**YOUR GOAL:** Once the line containing "optionally followed by" has been written out, stop; until then, restate each line of the entries below word for word from the first.
------------
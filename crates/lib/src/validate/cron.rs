//! Standard five-field cron expressions.
//!
//! Fields are minute, hour, day of month, month and day of week. Each field
//! is a comma-separated list of `*`, `n` or `a-b`, optionally followed by
//! `/step`. Months and weekdays also accept three-letter names, and the two
//! day fields accept `?`.

use thiserror::Error;

use super::ValidationReport;
use crate::build::Builder;
use crate::step::StepType;

#[derive(Debug, Clone, PartialEq, Eq, Error)]
pub enum CronError {
  #[error("expected 5 fields, found {0}")]
  FieldCount(usize),

  #[error("{field} field is empty")]
  Empty { field: &'static str },

  #[error("invalid {field} value '{value}'")]
  InvalidValue { field: &'static str, value: String },

  #[error("{field} value {value} is out of range {min}-{max}")]
  OutOfRange {
    field: &'static str,
    value: u32,
    min: u32,
    max: u32,
  },

  #[error("invalid {field} range {start}-{end}")]
  InvalidRange { field: &'static str, start: u32, end: u32 },

  #[error("invalid {field} step '{value}'")]
  InvalidStep { field: &'static str, value: String },
}

struct FieldSpec {
  name: &'static str,
  min: u32,
  max: u32,
  names: &'static [&'static str],
  allows_question_mark: bool,
}

const MONTH_NAMES: &[&str] = &[
  "JAN", "FEB", "MAR", "APR", "MAY", "JUN", "JUL", "AUG", "SEP", "OCT", "NOV", "DEC",
];
const DAY_NAMES: &[&str] = &["SUN", "MON", "TUE", "WED", "THU", "FRI", "SAT"];

const FIELDS: [FieldSpec; 5] = [
  FieldSpec {
    name: "minute",
    min: 0,
    max: 59,
    names: &[],
    allows_question_mark: false,
  },
  FieldSpec {
    name: "hour",
    min: 0,
    max: 23,
    names: &[],
    allows_question_mark: false,
  },
  FieldSpec {
    name: "day-of-month",
    min: 1,
    max: 31,
    names: &[],
    allows_question_mark: true,
  },
  FieldSpec {
    name: "month",
    min: 1,
    max: 12,
    names: MONTH_NAMES,
    allows_question_mark: false,
  },
  FieldSpec {
    name: "day-of-week",
    min: 0,
    max: 7,
    names: DAY_NAMES,
    allows_question_mark: true,
  },
];

impl FieldSpec {
  fn value(&self, raw: &str) -> Result<u32, CronError> {
    let upper = raw.to_ascii_uppercase();
    if let Some(index) = self.names.iter().position(|n| *n == upper) {
      return Ok(self.min + index as u32);
    }

    let value: u32 = raw
      .parse()
      .ok()
      .filter(|_| raw.bytes().all(|b| b.is_ascii_digit()))
      .ok_or_else(|| CronError::InvalidValue {
        field: self.name,
        value: raw.to_string(),
      })?;

    if value < self.min || value > self.max {
      return Err(CronError::OutOfRange {
        field: self.name,
        value,
        min: self.min,
        max: self.max,
      });
    }
    Ok(value)
  }

  fn validate_item(&self, item: &str) -> Result<(), CronError> {
    let (base, step) = match item.split_once('/') {
      Some((base, step)) => (base, Some(step)),
      None => (item, None),
    };

    if let Some(step) = step {
      let valid = !step.is_empty()
        && step.bytes().all(|b| b.is_ascii_digit())
        && step.parse::<u32>().is_ok_and(|s| s > 0);
      if !valid {
        return Err(CronError::InvalidStep {
          field: self.name,
          value: step.to_string(),
        });
      }
    }

    match base {
      "" => Err(CronError::Empty { field: self.name }),
      "*" => Ok(()),
      "?" if self.allows_question_mark && step.is_none() => Ok(()),
      _ => match base.split_once('-') {
        Some((start, end)) => {
          let start = self.value(start)?;
          let end = self.value(end)?;
          if start > end {
            return Err(CronError::InvalidRange {
              field: self.name,
              start,
              end,
            });
          }
          Ok(())
        }
        None => self.value(base).map(|_| ()),
      },
    }
  }

  fn validate(&self, field: &str) -> Result<(), CronError> {
    field.split(',').try_for_each(|item| self.validate_item(item))
  }
}

pub fn validate_cron_expression(expression: &str) -> Result<(), CronError> {
  let fields: Vec<&str> = expression.split_whitespace().collect();
  if fields.len() != FIELDS.len() {
    return Err(CronError::FieldCount(fields.len()));
  }
  FIELDS.iter().zip(fields).try_for_each(|(spec, field)| spec.validate(field))
}

pub fn validate_cron_steps(builder: &Builder) -> ValidationReport {
  let mut report = ValidationReport::default();

  for step in builder.steps().values().filter(|s| s.step_type() == StepType::Cron) {
    match step.config.cron.as_deref() {
      None => report.error(&step.entrypoint_path, step.name(), "Cron step is missing a cron expression"),
      Some(expression) => {
        if let Err(e) = validate_cron_expression(expression) {
          report.error(
            &step.entrypoint_path,
            step.name(),
            format!("Invalid cron expression \"{expression}\": {e}"),
          );
        }
      }
    }
  }

  report
}

#[cfg(test)]
mod tests {
  use super::*;
  use crate::step::Step;
  use crate::util::testutil::builder_with;

  mod expressions {
    use super::*;

    #[test]
    fn accepts_common_schedules() {
      for expr in [
        "* * * * *",
        "0 0 * * *",
        "*/15 * * * *",
        "0 9-17 * * MON-FRI",
        "30 2 1,15 * ?",
        "0 0 ? JAN,jul SUN",
        "5-55/10 */2 1-31/3 1-12 0-7",
        "  0   12 * * 7 ",
      ] {
        assert!(validate_cron_expression(expr).is_ok(), "{expr} should be valid");
      }
    }

    #[test]
    fn rejects_wrong_field_count() {
      assert_eq!(validate_cron_expression("* * * *"), Err(CronError::FieldCount(4)));
      assert_eq!(validate_cron_expression("0 0 * * * *"), Err(CronError::FieldCount(6)));
      assert_eq!(validate_cron_expression(""), Err(CronError::FieldCount(0)));
    }

    #[test]
    fn rejects_out_of_range_values() {
      assert!(matches!(
        validate_cron_expression("60 * * * *"),
        Err(CronError::OutOfRange { field: "minute", value: 60, .. })
      ));
      assert!(validate_cron_expression("* 24 * * *").is_err());
      assert!(validate_cron_expression("* * 0 * *").is_err());
      assert!(validate_cron_expression("* * * 13 *").is_err());
      assert!(validate_cron_expression("* * * * 8").is_err());
    }

    #[test]
    fn rejects_malformed_items() {
      assert!(validate_cron_expression("*/0 * * * *").is_err());
      assert!(validate_cron_expression("*/ * * * *").is_err());
      assert!(validate_cron_expression("1,,2 * * * *").is_err());
      assert!(validate_cron_expression("10-5 * * * *").is_err());
      assert!(validate_cron_expression("? * * * *").is_err());
      assert!(validate_cron_expression("* * * FOO *").is_err());
      assert!(validate_cron_expression("+5 * * * *").is_err());
      assert!(validate_cron_expression("a b c d e").is_err());
    }
  }

  #[test]
  fn reports_invalid_and_missing_expressions() {
    let mut missing = Step::cron("missing", "steps/m.step.ts", "");
    missing.cron = None;
    let builder = builder_with(vec![
      Step::cron("bad", "steps/b.step.ts", "61 * * * *"),
      Step::cron("good", "steps/g.step.ts", "0 * * * *"),
      missing,
    ]);

    let report = validate_cron_steps(&builder);
    assert_eq!(report.errors.len(), 2);
    assert_eq!(report.errors[0].step, "bad");
    assert!(
      report.errors[0]
        .message
        .starts_with("Invalid cron expression \"61 * * * *\"")
    );
    assert_eq!(report.errors[1].message, "Cron step is missing a cron expression");
  }
}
------------
**ANSWER BOX:**
filename crates/lib/src/validate/cron.rs
//! Standard five-field cron expressions.
//!
//! Fields are minute, hour, day of month, month and day of week. Each field
//! is a comma-separated list of `*`, `n` or `a-b`, optionally followed by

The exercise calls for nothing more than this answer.